Key Concepts of Section 24.5

Deregulation of the Cell Cycle and Genome Maintenance Pathways in Cancer

  • Overexpression of the proto-oncogene encoding cyclin D1 or loss of the tumor-suppressor genes encoding p16 and RB can cause inappropriate, unregulated passage through the restriction point. Such abnormalities are seen in 80 percent of human tumors.

  • The INK4-ARF locus represents the most frequently mutated tumor-suppressor locus in humans, controlling both the RB and p53 pathways.

  • The p53 protein is a multifunctional tumor suppressor that promotes arrest in G1 and DNA repair or apoptosis in response to damaged DNA.

  • Loss-of-function mutations in the p53 gene occur in more than 50 percent of human cancers. Overproduction of MDM2, a protein that normally inhibits the activity of p53, or inactivation of p14ARF, which also increases MDM2 activity, occur in several cancers that express normal p53 protein. Thus, in one way or another, the p53 stress-response pathway is inactivated to allow tumor growth.

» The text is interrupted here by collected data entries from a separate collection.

//! Terrain generator binary: builds a terrain, optionally sculpts it and
//! exports the color texture plus a chunk manifest.
//!
//! Usage: cargo run --release --bin generate_terrain -- [OPTIONS]
//!
//! Options:
//!   --config <PATH>   JSON terrain config (default: built-in defaults)
//!   --seed <SEED>     Override the generator seed
//!   --name <NAME>     Output directory name (default: "terrain")
//!   --strokes <N>     Brush frames to replay across the terrain (default: 0)
//!
//! Output structure:
//!   output/<name>/
//!     colors.png        # Color map texture
//!     manifest.json     # Config, grid size and per-chunk vertex counts

use std::path::PathBuf;
use std::time::Instant;

use glam::Vec2;
use serde_json::json;

use terrasculpt::core::Result;
use terrasculpt::edit::{BrushInput, TerrainSystem};
use terrasculpt::terrain::TerrainConfig;

fn main() {
    terrasculpt::core::logging::init();

    if let Err(e) = run() {
        log::error!("Terrain generation failed: {}", e);
        std::process::exit(1);
    }
}

fn run() -> Result<()> {
    let args: Vec<String> = std::env::args().collect();
    let mut config = match parse_str_arg(&args, "--config") {
        Some(path) => TerrainConfig::load(path)?,
        None => TerrainConfig::default(),
    };
    if let Some(seed) = parse_i32_arg(&args, "--seed") {
        config.generator.seed = seed;
    }
    let name = parse_str_arg(&args, "--name").unwrap_or_else(|| "terrain".to_string());
    let strokes = parse_usize_arg(&args, "--strokes").unwrap_or(0);

    let output_dir = PathBuf::from(format!("output/{}", name));
    std::fs::create_dir_all(&output_dir)?;

    println!("=== Terrain Generator ===");
    println!("Grid:   {}x{}", config.resolution.width, config.resolution.height);
    println!("Size:   {} x {}", config.world_size.x, config.world_size.y);
    println!("Seed:   {}", config.generator.seed);
    println!("Output: {}", output_dir.display());
    println!();

    let start = Instant::now();
    let mut system = TerrainSystem::initialize(config)?;
    system.generate()?;
    println!("Generated in {:.1} ms", start.elapsed().as_secs_f64() * 1000.0);

    if strokes > 0 {
        replay_strokes(&mut system, strokes);
    }

    let Some(texture) = system.texture() else {
        return Ok(());
    };
    texture.save(output_dir.join("colors.png"))?;

    let chunks: Vec<_> = system
        .mesh()
        .map(|mesh| {
            mesh.chunks()
                .iter()
                .map(|c| json!({ "id": c.id, "vertices": c.vertex_count() }))
                .collect()
        })
        .unwrap_or_default();
    let heights = system.store().map(|s| s.heights()).unwrap_or_default();
    let (min, max) = heights
        .iter()
        .fold((f32::MAX, f32::MIN), |(lo, hi), &h| (lo.min(h), hi.max(h)));

    let manifest = json!({
        "config": system.config(),
        "cells": heights.len(),
        "height_range": [min, max],
        "chunk_count": chunks.len(),
        "chunks": chunks,
    });
    std::fs::write(
        output_dir.join("manifest.json"),
        serde_json::to_string_pretty(&manifest)?,
    )?;

    println!();
    println!("=== Generation Complete ===");
    println!("Chunks: {}", chunks.len());
    println!("Height: {:.2} .. {:.2}", min, max);
    println!("Output: {}", output_dir.display());
    Ok(())
}

/// Drag the configured brush diagonally across the terrain at 100Hz.
fn replay_strokes(system: &mut TerrainSystem, frames: usize) {
    let brush = system.config().brush.clone();
    let half = system.config().world_size / 2.0;
    let start = Instant::now();
    let mut cells = 0;
    let mut chunks = 0;
    for frame in 0..frames {
        let t = frame as f32 / frames.max(2).saturating_sub(1) as f32;
        let position = Vec2::new(-half.x, -half.y).lerp(half, t);
        let report = system.tick(&BrushInput::pressed_at(position), &brush, 0.01);
        cells += report.cells_modified;
        chunks += report.chunks_rebuilt.len();
    }
    system.tick(&BrushInput::released(), &brush, 0.01);
    println!(
        "Sculpted {} frames with {:?}: {} cell edits, {} chunk rebuilds in {:.1} ms",
        frames,
        brush.tool,
        cells,
        chunks,
        start.elapsed().as_secs_f64() * 1000.0
    );
}

fn parse_i32_arg(args: &[String], flag: &str) -> Option<i32> {
    args.iter().position(|a| a == flag)
        .and_then(|i| args.get(i + 1))
        .and_then(|s| s.parse().ok())
}

fn parse_usize_arg(args: &[String], flag: &str) -> Option<usize> {
    args.iter().position(|a| a == flag)
        .and_then(|i| args.get(i + 1))
        .and_then(|s| s.parse().ok())
}

fn parse_str_arg(args: &[String], flag: &str) -> Option<String> {
    args.iter().position(|a| a == flag)
        .and_then(|i| args.get(i + 1))
        .cloned()
}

  • Human papillomavirus (HPV) encodes two oncogenic proteins: E6, which inhibits p53, and E7, which inhibits RB.

  • Genome maintenance genes encode enzymes that repair DNA, or otherwise maintain the integrity of the chromosomes when DNA damage does occur. Mutations in genome maintenance genes lead to a high rate of mutagenesis of the genome that can lead to uncontrolled cell proliferation and accumulation of additional mutations, resulting in progression to metastatic cancer.

  • Inherited defects in DNA-repair processes found in certain human diseases are associated with an increased susceptibility for certain cancers.